New challenges have appeared for myocardial protection with the new developments for minimally invasive heart surgery, in which there is a small incision, limited working field and relatively longer cross-clamp time, and in which multi-dose blood cardioplegia worsens the exposure of the working area. A single-dose cardioplegia method which can offer long-time preservation would be the ideal option. Histidine-Tryptophan-Ketoglutarate (HTK) is a single-dose of cardioplegia which has been used in some heart centers. However, the price of this solution is very high, especially in China. The protection for the patients with pre-operatively poor right ventricular function is inadequate (1,2). Moreover, the single dose of the 2,000 mL-volume solution, which enters into the circulation at one time may induce significant disturbance to homeostasis, and cause severe hemodilution, hyponatremia, along with other effects. An alternative, del Nido cardioplegia (DNC), developed in the early 1990s, is a single-dose, cost-effective formulation that has been safely used for decades in pediatric patients (3,4). The advantage of a single dose, which is said to last up to 180 min, has induced some clinicians in North American heart centers to adopt it, with success, for adult patients. We began to use DNC in adult minimally invasive valve surgery in May 2017. To analyze the safety and efficacy of DNC (1:4, blood: crystalloid) in adult minimally invasive valve surgery, we compared this solution with the classical whole blood cardioplegia (4:1, blood: crystalloid).
This study was approved by the Ethics Committee in Zhongshan Hospital of Fudan University (approval No: 2017-120) and was conducted in full compliance with its policies and procedures.

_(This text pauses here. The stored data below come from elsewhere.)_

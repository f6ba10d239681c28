//! Pull-cursor protocol shared by every operator.
//!
//! Lifecycle is `Unopened -> Opened -> Closed`. Operators open their upstream
//! cursors from `open`, pull lazily from `has_next`/`next`/`peek`, and release
//! them from `close`. Nothing here is thread-safe: consumption is single
//! threaded and cooperative.
//!
//! Capabilities (`reset`, `update`, `remove`) are static. Callers can ask
//! `supports_*` first; the default implementations fail with
//! [`Error::NotSupported`] and never touch state.

use crate::error::{Error, Result};

/// Cursor lifecycle state.
#[derive(Debug, Clone, Copy, PartialEq, Eq)]
pub enum CursorState {
    Unopened,
    Opened,
    Closed,
}

impl CursorState {
    pub fn is_open(self) -> bool {
        matches!(self, CursorState::Opened)
    }

    pub fn is_closed(self) -> bool {
        matches!(self, CursorState::Closed)
    }

    /// Ok only while opened.
    pub fn check_open(self) -> Result<()> {
        match self {
            CursorState::Opened => Ok(()),
            CursorState::Unopened => Err(Error::not_opened()),
            CursorState::Closed => Err(Error::closed()),
        }
    }

    /// Transition for `open`. Returns true when the cursor was actually
    /// opened by this call; a second `open` is a no-op.
    pub fn open(&mut self) -> Result<bool> {
        match self {
            CursorState::Unopened => {
                *self = CursorState::Opened;
                Ok(true)
            }
            CursorState::Opened => Ok(false),
            CursorState::Closed => Err(Error::closed()),
        }
    }
}

/// Pull-based sequence.
///
/// Invariants:
/// - `has_next` never moves the logical position, however often it is called.
/// - `peek` returns exactly what the following `next` returns.
/// - `update`/`remove` act on the element most recently handed out by `next`
///   or `peek`, and fail with `InvalidState` when there is none.
/// - A cursor that must peek its own input to answer `has_next` (a nested
///   group of a sort-based grouper, for one) loses that target on `has_next`.
///   Call `update`/`remove` right after `next`/`peek`, before `has_next`.
/// - `close` is safe at any time and propagates to upstream cursors.
pub trait Cursor {
    type Item;

    fn open(&mut self) -> Result<()>;

    fn close(&mut self);

    fn state(&self) -> CursorState;

    fn has_next(&mut self) -> Result<bool>;

    fn next(&mut self) -> Result<Self::Item>;

    fn peek(&mut self) -> Result<&Self::Item>;

    fn supports_reset(&self) -> bool {
        false
    }

    /// Rewind to the start. Destructive changes already applied upstream stay.
    fn reset(&mut self) -> Result<()> {
        Err(Error::NotSupported("reset"))
    }

    fn supports_update(&self) -> bool {
        false
    }

    fn update(&mut self, _value: Self::Item) -> Result<()> {
        Err(Error::NotSupported("update"))
    }

    fn supports_remove(&self) -> bool {
        false
    }

    fn remove(&mut self) -> Result<()> {
        Err(Error::NotSupported("remove"))
    }
}

impl<C: Cursor + ?Sized> Cursor for Box<C> {
    type Item = C::Item;

    fn open(&mut self) -> Result<()> {
        (**self).open()
    }

    fn close(&mut self) {
        (**self).close()
    }

    fn state(&self) -> CursorState {
        (**self).state()
    }

    fn has_next(&mut self) -> Result<bool> {
        (**self).has_next()
    }

    fn next(&mut self) -> Result<Self::Item> {
        (**self).next()
    }

    fn peek(&mut self) -> Result<&Self::Item> {
        (**self).peek()
    }

    fn supports_reset(&self) -> bool {
        (**self).supports_reset()
    }

    fn reset(&mut self) -> Result<()> {
        (**self).reset()
    }

    fn supports_update(&self) -> bool {
        (**self).supports_update()
    }

    fn update(&mut self, value: Self::Item) -> Result<()> {
        (**self).update(value)
    }

    fn supports_remove(&self) -> bool {
        (**self).supports_remove()
    }

    fn remove(&mut self) -> Result<()> {
        (**self).remove()
    }
}

/// Producer side of a lazily evaluated operator: compute the next result, or
/// `None` once the operator is exhausted.
pub trait Fetch {
    type Item;

    fn fetch(&mut self) -> Result<Option<Self::Item>>;
}

/// Lifecycle state plus the one-element peek buffer.
///
/// Operators keep this next to (not inside) their producer state so that
/// `has_next`/`next`/`peek` can borrow both halves at once.
#[derive(Debug)]
pub struct Lookahead<T> {
    state: CursorState,
    slot: Option<T>,
    exhausted: bool,
}

impl<T> Default for Lookahead<T> {
    fn default() -> Self {
        Self::new()
    }
}

impl<T> Lookahead<T> {
    pub const fn new() -> Self {
        Self {
            state: CursorState::Unopened,
            slot: None,
            exhausted: false,
        }
    }

    /// A lookahead that starts in `Opened` (used for nested cursors handed
    /// out by a parent operator).
    pub const fn opened() -> Self {
        Self {
            state: CursorState::Opened,
            slot: None,
            exhausted: false,
        }
    }

    pub fn state(&self) -> CursorState {
        self.state
    }

    pub fn check_open(&self) -> Result<()> {
        self.state.check_open()
    }

    /// See [`CursorState::open`].
    pub fn open(&mut self) -> Result<bool> {
        self.state.open()
    }

    /// Run `setup` on the first `open` and only then become `Opened`.
    /// A failed setup leaves the cursor unopened, so the next `open` retries
    /// it instead of succeeding on an empty operator.
    pub fn open_with<F>(&mut self, setup: F) -> Result<()>
    where
        F: FnOnce() -> Result<()>,
    {
        match self.state {
            CursorState::Opened => Ok(()),
            CursorState::Closed => Err(Error::closed()),
            CursorState::Unopened => {
                setup()?;
                self.state = CursorState::Opened;
                Ok(())
            }
        }
    }

    pub fn close(&mut self) {
        self.state = CursorState::Closed;
        self.slot = None;
        self.exhausted = false;
    }

    /// Drop the buffered element and forget exhaustion (used by `reset`).
    pub fn rewind(&mut self) {
        self.slot = None;
        self.exhausted = false;
    }

    pub fn is_buffered(&self) -> bool {
        self.slot.is_some()
    }

    pub fn has_next<F>(&mut self, source: &mut F) -> Result<bool>
    where
        F: Fetch<Item = T> + ?Sized,
    {
        self.check_open()?;
        if self.slot.is_none() && !self.exhausted {
            match source.fetch()? {
                Some(item) => self.slot = Some(item),
                None => self.exhausted = true,
            }
        }
        Ok(self.slot.is_some())
    }

    pub fn next<F>(&mut self, source: &mut F) -> Result<T>
    where
        F: Fetch<Item = T> + ?Sized,
    {
        if !self.has_next(source)? {
            return Err(Error::Exhausted);
        }
        self.slot.take().ok_or(Error::Exhausted)
    }

    pub fn peek<F>(&mut self, source: &mut F) -> Result<&T>
    where
        F: Fetch<Item = T> + ?Sized,
    {
        if !self.has_next(source)? {
            return Err(Error::Exhausted);
        }
        self.slot.as_ref().ok_or(Error::Exhausted)
    }
}

/// Pull every remaining element of an opened cursor into a `Vec`.
pub fn drain<C: Cursor + ?Sized>(cursor: &mut C) -> Result<Vec<C::Item>> {
    let mut out = Vec::new();
    while cursor.has_next()? {
        out.push(cursor.next()?);
    }
    Ok(out)
}

#[cfg(test)]
mod tests {
    use super::*;

    struct Countdown(u32);

    impl Fetch for Countdown {
        type Item = u32;

        fn fetch(&mut self) -> Result<Option<u32>> {
            if self.0 == 0 {
                return Ok(None);
            }
            self.0 -= 1;
            Ok(Some(self.0))
        }
    }

    #[test]
    fn test_lookahead_requires_open() {
        let mut la = Lookahead::new();
        let mut src = Countdown(2);
        let err = la.has_next(&mut src).unwrap_err();
        assert_eq!(err.kind(), crate::error::ErrorKind::InvalidState);
        assert_eq!(src.0, 2, "nothing pulled before open");
    }

    #[test]
    fn test_has_next_is_idempotent() {
        let mut la = Lookahead::new();
        let mut src = Countdown(2);
        assert!(la.open().unwrap());
        assert!(!la.open().unwrap());

        assert!(la.has_next(&mut src).unwrap());
        assert!(la.has_next(&mut src).unwrap());
        assert_eq!(src.0, 1, "only one element fetched");

        assert_eq!(*la.peek(&mut src).unwrap(), 1);
        assert_eq!(la.next(&mut src).unwrap(), 1);
        assert_eq!(la.next(&mut src).unwrap(), 0);
        assert!(!la.has_next(&mut src).unwrap());
        assert!(matches!(la.next(&mut src), Err(Error::Exhausted)));
    }

    #[test]
    fn test_failed_setup_stays_unopened() {
        let mut la: Lookahead<u32> = Lookahead::new();
        let mut attempts = 0;
        let err = la
            .open_with(|| {
                attempts += 1;
                Err(Error::InvalidArgument("upstream".into()))
            })
            .unwrap_err();
        assert_eq!(err.kind(), crate::error::ErrorKind::InvalidArgument);
        assert_eq!(la.state(), CursorState::Unopened);

        la.open_with(|| {
            attempts += 1;
            Ok(())
        })
        .unwrap();
        la.open_with(|| {
            attempts += 1;
            Ok(())
        })
        .unwrap();
        assert_eq!(attempts, 2, "setup runs until it succeeds, then never again");
        assert!(la.state().is_open());
    }

    #[test]
    fn test_open_after_close_fails() {
        let mut la: Lookahead<u32> = Lookahead::new();
        la.open().unwrap();
        la.close();
        assert!(la.state().is_closed());
        assert!(la.open().is_err());
    }
}
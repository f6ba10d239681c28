//! Convenient re-exports for downstream crates.

pub use crate::budget::{BudgetGuard, MemoryBudget};
pub use crate::config::OperatorConfig;
pub use crate::cursor::{drain, Cursor, CursorState, Fetch, Lookahead};
pub use crate::error::{Error, ErrorKind, Result};
pub use crate::id::ClusterId;
pub use crate::order::{reverse, Comparator, Natural, Reverse};
//! Lazily folding aggregator.
//!
//! Every pull consumes exactly one input element and yields the running
//! aggregate. The last value produced is the aggregate of the whole input.

use seqops_core::cursor::{Cursor, CursorState, Fetch, Lookahead};
use seqops_core::error::{Error, Result};

use crate::aggregate::Accumulator;

pub struct Aggregator<I: Cursor, A: Accumulator<I::Item>> {
    lookahead: Lookahead<A::Output>,
    fold: Fold<I, A>,
}

struct Fold<I, A> {
    input: I,
    acc: A,
}

impl<I, A> Fetch for Fold<I, A>
where
    I: Cursor,
    A: Accumulator<I::Item>,
{
    type Item = A::Output;

    fn fetch(&mut self) -> Result<Option<A::Output>> {
        if !self.input.has_next()? {
            return Ok(None);
        }
        let item = self.input.next()?;
        self.acc.update(item);
        self.acc
            .value()
            .map(Some)
            .ok_or_else(|| Error::InvalidState("accumulator has no value after update".into()))
    }
}

impl<I, A> Aggregator<I, A>
where
    I: Cursor,
    A: Accumulator<I::Item>,
{
    pub fn new(input: I, acc: A) -> Self {
        Self {
            lookahead: Lookahead::new(),
            fold: Fold { input, acc },
        }
    }

    pub fn accumulator(&self) -> &A {
        &self.fold.acc
    }

    /// Open if needed, consume the rest of the input and return the final
    /// aggregate (`None` if the accumulator never produced a value).
    pub fn finish(&mut self) -> Result<Option<A::Output>> {
        self.open()?;
        while self.has_next()? {
            self.next()?;
        }
        Ok(self.fold.acc.value())
    }
}

impl<I, A> Cursor for Aggregator<I, A>
where
    I: Cursor,
    A: Accumulator<I::Item>,
{
    type Item = A::Output;

    fn open(&mut self) -> Result<()> {
        let input = &mut self.fold.input;
        self.lookahead.open_with(|| input.open())
    }

    fn close(&mut self) {
        self.fold.input.close();
        self.lookahead.close();
    }

    fn state(&self) -> CursorState {
        self.lookahead.state()
    }

    fn has_next(&mut self) -> Result<bool> {
        self.lookahead.has_next(&mut self.fold)
    }

    fn next(&mut self) -> Result<A::Output> {
        self.lookahead.next(&mut self.fold)
    }

    fn peek(&mut self) -> Result<&A::Output> {
        self.lookahead.peek(&mut self.fold)
    }

    fn supports_reset(&self) -> bool {
        self.fold.input.supports_reset()
    }

    fn reset(&mut self) -> Result<()> {
        if !self.supports_reset() {
            return Err(Error::NotSupported("reset"));
        }
        self.lookahead.check_open()?;
        self.fold.input.reset()?;
        self.fold.acc.reset();
        self.lookahead.rewind();
        Ok(())
    }
}
//! Incremental extremum with ties.
//!
//! [`Extremum`] keeps the best key seen so far and the bucket of every element
//! that produced it, in encounter order. [`Minimator`] runs it through an
//! [`Aggregator`] so each pull reports the minimum over the prefix consumed.
//! Maximizing is done with `order::reverse(cmp)`.
//!
//! There is one live entry. Every pull hands out another handle to it, so a
//! handle taken earlier shows the latest state, not a snapshot. Holding a
//! borrow of the entry across a pull detaches the accumulator onto a copy.

use std::cell::{Ref, RefCell};
use std::cmp::Ordering;
use std::rc::Rc;

use seqops_core::cursor::{Cursor, CursorState};
use seqops_core::error::Result;
use seqops_core::order::Comparator;

use crate::aggregate::{Accumulator, Aggregator};

/// Best key so far plus the elements tied on it.
#[derive(Debug, Clone, PartialEq)]
pub struct MapEntry<K, T> {
    pub key: K,
    pub bucket: Vec<T>,
}

/// Handle to the live entry of an [`Extremum`].
pub type SharedEntry<K, T> = Rc<RefCell<MapEntry<K, T>>>;

pub struct Extremum<T, K, M, C> {
    mapping: M,
    cmp: C,
    best: Option<SharedEntry<K, T>>,
}

impl<T, K, M, C> Extremum<T, K, M, C> {
    pub fn new(mapping: M, cmp: C) -> Self {
        Self {
            mapping,
            cmp,
            best: None,
        }
    }

    pub fn current(&self) -> Option<Ref<'_, MapEntry<K, T>>> {
        self.best.as_ref().map(|entry| entry.borrow())
    }
}

impl<T, K, M, C> Accumulator<T> for Extremum<T, K, M, C>
where
    T: Clone,
    K: Clone,
    M: FnMut(&T) -> K,
    C: Comparator<K>,
{
    type Output = SharedEntry<K, T>;

    fn update(&mut self, value: T) {
        let key = (self.mapping)(&value);
        let Some(shared) = self.best.as_mut() else {
            self.best = Some(Rc::new(RefCell::new(MapEntry {
                key,
                bucket: vec![value],
            })));
            return;
        };
        if shared.try_borrow_mut().is_err() {
            let detached = shared.borrow().clone();
            *shared = Rc::new(RefCell::new(detached));
        }
        let mut entry = shared.borrow_mut();
        match self.cmp.compare(&key, &entry.key) {
            Ordering::Less => {
                entry.bucket.clear();
                entry.key = key;
                entry.bucket.push(value);
            }
            Ordering::Equal => entry.bucket.push(value),
            Ordering::Greater => {}
        }
    }

    fn value(&self) -> Option<SharedEntry<K, T>> {
        self.best.clone()
    }

    fn reset(&mut self) {
        self.best = None;
    }
}

/// Lazy minimum tracker: yields the current `(key, bucket)` after each input
/// element. Only the last value is definitive.
pub struct Minimator<I, K, M, C>
where
    I: Cursor,
    I::Item: Clone,
    K: Clone,
    M: FnMut(&I::Item) -> K,
    C: Comparator<K>,
{
    inner: Aggregator<I, Extremum<I::Item, K, M, C>>,
}

impl<I, K, M, C> Minimator<I, K, M, C>
where
    I: Cursor,
    I::Item: Clone,
    K: Clone,
    M: FnMut(&I::Item) -> K,
    C: Comparator<K>,
{
    pub fn new(input: I, mapping: M, cmp: C) -> Self {
        Self {
            inner: Aggregator::new(input, Extremum::new(mapping, cmp)),
        }
    }

    /// Extremum over everything consumed so far, without pulling.
    pub fn current(&self) -> Option<Ref<'_, MapEntry<K, I::Item>>> {
        self.inner.accumulator().current()
    }

    /// Drain the input and copy out the final entry.
    pub fn finish(&mut self) -> Result<Option<MapEntry<K, I::Item>>> {
        match self.inner.finish()? {
            Some(entry) => {
                let last = entry.borrow().clone();
                Ok(Some(last))
            }
            None => Ok(None),
        }
    }
}

impl<I, K, M, C> Cursor for Minimator<I, K, M, C>
where
    I: Cursor,
    I::Item: Clone,
    K: Clone,
    M: FnMut(&I::Item) -> K,
    C: Comparator<K>,
{
    type Item = SharedEntry<K, I::Item>;

    fn open(&mut self) -> Result<()> {
        self.inner.open()
    }

    fn close(&mut self) {
        self.inner.close()
    }

    fn state(&self) -> CursorState {
        self.inner.state()
    }

    fn has_next(&mut self) -> Result<bool> {
        self.inner.has_next()
    }

    fn next(&mut self) -> Result<Self::Item> {
        self.inner.next()
    }

    fn peek(&mut self) -> Result<&Self::Item> {
        self.inner.peek()
    }

    fn supports_reset(&self) -> bool {
        self.inner.supports_reset()
    }

    fn reset(&mut self) -> Result<()> {
        self.inner.reset()
    }
}
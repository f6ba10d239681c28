//! Operator configuration that callers can serialize/deserialize.

use serde::{Deserialize, Serialize};

use crate::error::{Error, Result};

#[derive(Debug, Clone, PartialEq, Serialize, Deserialize)]
#[serde(default)]
pub struct OperatorConfig {
    /// Memory bound of the run generator, in elements (heap plus staging area).
    pub run_memory_rows: usize,

    /// Capacity of the memory budget handed to bounded operators (bytes).
    pub mem_cap_bytes: usize,

    /// Maximum number of runs the external sort merges in one pass.
    pub merge_fan_in: usize,
}

impl Default for OperatorConfig {
    fn default() -> Self {
        Self {
            run_memory_rows: 1024,
            mem_cap_bytes: 64 * 1024 * 1024, // 64 MiB default
            merge_fan_in: 64,
        }
    }
}

impl OperatorConfig {
    /// Create a config from environment variables, falling back to defaults.
    ///
    /// Environment variables:
    /// - `SEQOPS_RUN_MEMORY_ROWS`: run generator memory bound (elements)
    /// - `SEQOPS_MEM_CAP_BYTES`: memory budget capacity in bytes
    /// - `SEQOPS_MERGE_FAN_IN`: external sort merge fan-in
    pub fn from_env() -> Self {
        let mut cfg = Self::default();

        if let Ok(s) = std::env::var("SEQOPS_RUN_MEMORY_ROWS") {
            if let Ok(v) = s.parse::<usize>() {
                cfg.run_memory_rows = v;
            }
        }

        if let Ok(s) = std::env::var("SEQOPS_MEM_CAP_BYTES") {
            if let Ok(v) = s.parse::<usize>() {
                cfg.mem_cap_bytes = v;
            }
        }

        if let Ok(s) = std::env::var("SEQOPS_MERGE_FAN_IN") {
            if let Ok(v) = s.parse::<usize>() {
                cfg.merge_fan_in = v;
            }
        }

        cfg
    }

    /// Parse a JSON document; missing fields take their defaults.
    pub fn from_json(s: &str) -> Result<Self> {
        let cfg: Self = serde_json::from_str(s)?;
        cfg.validate()?;
        Ok(cfg)
    }

    pub fn validate(&self) -> Result<()> {
        if self.run_memory_rows == 0 {
            return Err(Error::Config("run_memory_rows must be positive".into()));
        }
        if self.merge_fan_in < 2 {
            return Err(Error::Config("merge_fan_in must be at least 2".into()));
        }
        Ok(())
    }
}

#[cfg(test)]
mod tests {
    use super::*;

    #[test]
    fn test_from_json_fills_defaults() {
        let cfg = OperatorConfig::from_json(r#"{"run_memory_rows": 8}"#).unwrap();
        assert_eq!(cfg.run_memory_rows, 8);
        assert_eq!(cfg.merge_fan_in, OperatorConfig::default().merge_fan_in);
    }

    #[test]
    fn test_validate_rejects_zero_memory() {
        let err = OperatorConfig::from_json(r#"{"run_memory_rows": 0}"#).unwrap_err();
        assert!(matches!(err, Error::Config(_)));

        let err = OperatorConfig::from_json("not json").unwrap_err();
        assert!(matches!(err, Error::Config(_)));
    }
}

Between January and December 2017, 165 consecutive adults patients who underwent minimally invasive valve surgery by the same team of surgeons were divided into two cohorts based on the type of cardioplegia administered during surgery: (I) single-dose DNC (DNC group, n=76, male 41, female 35) used in patients from May to December 2017, and (II) intermittent standard whole blood cardioplegia based on St. Thomas solution (SBC group, n=89, male 45, female 44) used in patients from January to April, 2017. There were 123 patients (54 in the DNC group, 69 in the SBC group) who underwent mitral valve replacement or mitral valvuloplasty at 30 degrees in the left supine position and the surgical access was gained through the 4th intercostal with a thoracoscope. There were 35 patients (20 in the DNC group, 15 in the SBC group) who underwent aortic valve replacement in the supine position with the surgical access being gained through an “L” suprasternal incision. There were 7 patients (2 in the DNC group, 5 in the SBC group) who underwent double valve replacement at the supine position with the surgical access being gained through an “L” suprasternal incision.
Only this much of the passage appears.